» **Exercise directions**:
The expected result is the material below, reproduced exactly from its first line through the line containing "use crate::workflow::WorkflowRecord;".
-*-*-
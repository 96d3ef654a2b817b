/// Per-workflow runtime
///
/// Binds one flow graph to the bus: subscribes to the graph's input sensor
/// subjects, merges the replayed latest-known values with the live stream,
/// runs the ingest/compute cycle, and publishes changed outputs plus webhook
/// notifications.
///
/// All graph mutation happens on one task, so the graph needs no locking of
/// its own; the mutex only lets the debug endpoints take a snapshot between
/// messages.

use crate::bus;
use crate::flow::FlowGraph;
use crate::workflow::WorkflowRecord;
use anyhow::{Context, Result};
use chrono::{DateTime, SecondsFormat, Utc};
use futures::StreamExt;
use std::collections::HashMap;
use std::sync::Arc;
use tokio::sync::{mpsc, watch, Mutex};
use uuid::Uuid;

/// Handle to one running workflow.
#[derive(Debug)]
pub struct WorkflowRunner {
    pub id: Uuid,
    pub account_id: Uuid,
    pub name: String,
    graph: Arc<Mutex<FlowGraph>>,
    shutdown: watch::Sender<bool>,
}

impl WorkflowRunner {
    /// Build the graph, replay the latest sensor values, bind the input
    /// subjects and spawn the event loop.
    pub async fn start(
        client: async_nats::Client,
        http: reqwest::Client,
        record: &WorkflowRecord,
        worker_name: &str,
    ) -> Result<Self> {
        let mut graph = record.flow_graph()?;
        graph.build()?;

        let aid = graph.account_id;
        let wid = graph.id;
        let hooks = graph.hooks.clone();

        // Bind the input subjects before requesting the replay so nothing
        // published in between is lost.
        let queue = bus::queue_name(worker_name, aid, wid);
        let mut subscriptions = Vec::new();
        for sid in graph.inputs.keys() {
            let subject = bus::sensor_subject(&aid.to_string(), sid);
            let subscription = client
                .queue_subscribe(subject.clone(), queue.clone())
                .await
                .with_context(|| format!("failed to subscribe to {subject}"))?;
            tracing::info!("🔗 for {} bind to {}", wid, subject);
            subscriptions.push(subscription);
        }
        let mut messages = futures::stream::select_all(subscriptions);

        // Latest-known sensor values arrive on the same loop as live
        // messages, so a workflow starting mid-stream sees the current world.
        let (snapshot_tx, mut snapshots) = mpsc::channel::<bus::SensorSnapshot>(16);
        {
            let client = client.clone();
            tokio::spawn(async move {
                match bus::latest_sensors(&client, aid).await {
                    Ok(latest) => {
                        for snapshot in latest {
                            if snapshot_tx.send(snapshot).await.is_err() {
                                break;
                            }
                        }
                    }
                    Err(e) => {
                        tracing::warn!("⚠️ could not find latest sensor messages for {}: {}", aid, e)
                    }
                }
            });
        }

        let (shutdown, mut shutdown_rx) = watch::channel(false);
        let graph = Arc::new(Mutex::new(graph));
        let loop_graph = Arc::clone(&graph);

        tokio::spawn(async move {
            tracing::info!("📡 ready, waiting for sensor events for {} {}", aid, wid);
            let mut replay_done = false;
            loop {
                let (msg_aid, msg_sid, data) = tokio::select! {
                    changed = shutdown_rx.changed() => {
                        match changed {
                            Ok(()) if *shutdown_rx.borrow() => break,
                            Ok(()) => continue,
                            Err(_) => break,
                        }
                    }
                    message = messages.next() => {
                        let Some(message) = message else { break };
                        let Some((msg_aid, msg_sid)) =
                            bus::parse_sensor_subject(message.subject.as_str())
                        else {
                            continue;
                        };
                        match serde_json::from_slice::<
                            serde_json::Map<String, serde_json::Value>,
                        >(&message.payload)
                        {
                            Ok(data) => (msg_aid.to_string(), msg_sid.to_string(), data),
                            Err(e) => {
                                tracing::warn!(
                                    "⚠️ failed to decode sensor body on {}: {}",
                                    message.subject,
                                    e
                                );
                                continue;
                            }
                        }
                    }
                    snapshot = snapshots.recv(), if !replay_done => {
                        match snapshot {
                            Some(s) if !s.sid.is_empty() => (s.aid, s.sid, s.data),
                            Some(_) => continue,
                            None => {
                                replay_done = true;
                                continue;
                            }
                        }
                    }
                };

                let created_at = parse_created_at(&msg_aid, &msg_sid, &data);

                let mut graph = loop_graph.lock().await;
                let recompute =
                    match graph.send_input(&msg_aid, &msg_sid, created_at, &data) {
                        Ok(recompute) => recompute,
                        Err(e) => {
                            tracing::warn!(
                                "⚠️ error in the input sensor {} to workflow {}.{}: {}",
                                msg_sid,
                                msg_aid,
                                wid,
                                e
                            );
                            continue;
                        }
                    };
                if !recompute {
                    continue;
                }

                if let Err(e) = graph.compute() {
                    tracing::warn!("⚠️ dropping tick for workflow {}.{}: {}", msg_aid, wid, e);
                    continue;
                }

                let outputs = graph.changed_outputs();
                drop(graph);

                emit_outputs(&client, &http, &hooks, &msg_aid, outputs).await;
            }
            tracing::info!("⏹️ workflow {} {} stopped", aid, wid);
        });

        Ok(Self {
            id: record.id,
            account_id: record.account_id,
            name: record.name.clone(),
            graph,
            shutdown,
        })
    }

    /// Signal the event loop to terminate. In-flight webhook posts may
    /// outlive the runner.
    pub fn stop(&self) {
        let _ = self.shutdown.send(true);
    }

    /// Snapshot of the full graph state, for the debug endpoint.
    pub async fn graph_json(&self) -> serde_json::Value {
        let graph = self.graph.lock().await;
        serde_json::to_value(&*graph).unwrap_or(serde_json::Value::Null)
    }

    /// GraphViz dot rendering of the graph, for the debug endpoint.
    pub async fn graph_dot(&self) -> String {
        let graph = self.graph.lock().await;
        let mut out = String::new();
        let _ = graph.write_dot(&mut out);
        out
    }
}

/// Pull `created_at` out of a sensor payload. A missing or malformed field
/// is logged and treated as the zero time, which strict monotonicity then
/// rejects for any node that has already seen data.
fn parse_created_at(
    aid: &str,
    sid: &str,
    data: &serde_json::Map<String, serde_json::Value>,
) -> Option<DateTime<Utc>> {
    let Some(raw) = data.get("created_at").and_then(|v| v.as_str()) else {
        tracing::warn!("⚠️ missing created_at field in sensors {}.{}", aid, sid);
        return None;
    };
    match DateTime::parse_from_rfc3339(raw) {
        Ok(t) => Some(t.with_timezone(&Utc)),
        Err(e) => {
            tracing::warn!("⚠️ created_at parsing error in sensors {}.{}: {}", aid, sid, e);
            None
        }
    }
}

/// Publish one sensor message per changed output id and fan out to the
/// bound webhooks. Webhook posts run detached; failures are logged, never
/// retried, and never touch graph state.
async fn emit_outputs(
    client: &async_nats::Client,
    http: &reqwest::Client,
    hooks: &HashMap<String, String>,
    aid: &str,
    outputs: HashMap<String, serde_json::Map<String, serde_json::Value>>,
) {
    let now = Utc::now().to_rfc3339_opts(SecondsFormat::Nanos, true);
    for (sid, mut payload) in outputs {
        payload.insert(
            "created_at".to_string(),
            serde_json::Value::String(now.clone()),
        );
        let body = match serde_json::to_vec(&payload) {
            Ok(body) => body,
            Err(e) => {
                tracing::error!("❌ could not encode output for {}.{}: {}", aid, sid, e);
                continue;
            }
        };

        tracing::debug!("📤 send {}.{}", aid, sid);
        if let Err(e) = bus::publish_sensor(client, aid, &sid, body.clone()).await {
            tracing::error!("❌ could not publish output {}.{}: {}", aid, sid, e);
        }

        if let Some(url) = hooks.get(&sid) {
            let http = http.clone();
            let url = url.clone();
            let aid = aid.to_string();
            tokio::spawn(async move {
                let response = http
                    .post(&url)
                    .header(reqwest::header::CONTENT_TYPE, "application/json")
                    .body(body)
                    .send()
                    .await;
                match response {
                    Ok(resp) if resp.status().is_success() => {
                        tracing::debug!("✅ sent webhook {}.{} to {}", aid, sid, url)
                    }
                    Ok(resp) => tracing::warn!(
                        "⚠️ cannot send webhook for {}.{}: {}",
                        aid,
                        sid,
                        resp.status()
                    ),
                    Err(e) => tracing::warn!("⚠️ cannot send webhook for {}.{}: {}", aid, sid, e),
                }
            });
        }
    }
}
-*-*-
» **Task solution**:
repository 96d3ef654a2b817b
/// Per-workflow runtime
///
/// Binds one flow graph to the bus: subscribes to the graph's input sensor
/// subjects, merges the replayed latest-known values with the live stream,
/// runs the ingest/compute cycle, and publishes changed outputs plus webhook
/// notifications.
///
/// All graph mutation happens on one task, so the graph needs no locking of
/// its own; the mutex only lets the debug endpoints take a snapshot between
/// messages.

use crate::bus;
use crate::flow::FlowGraph;
use crate::workflow::WorkflowRecord;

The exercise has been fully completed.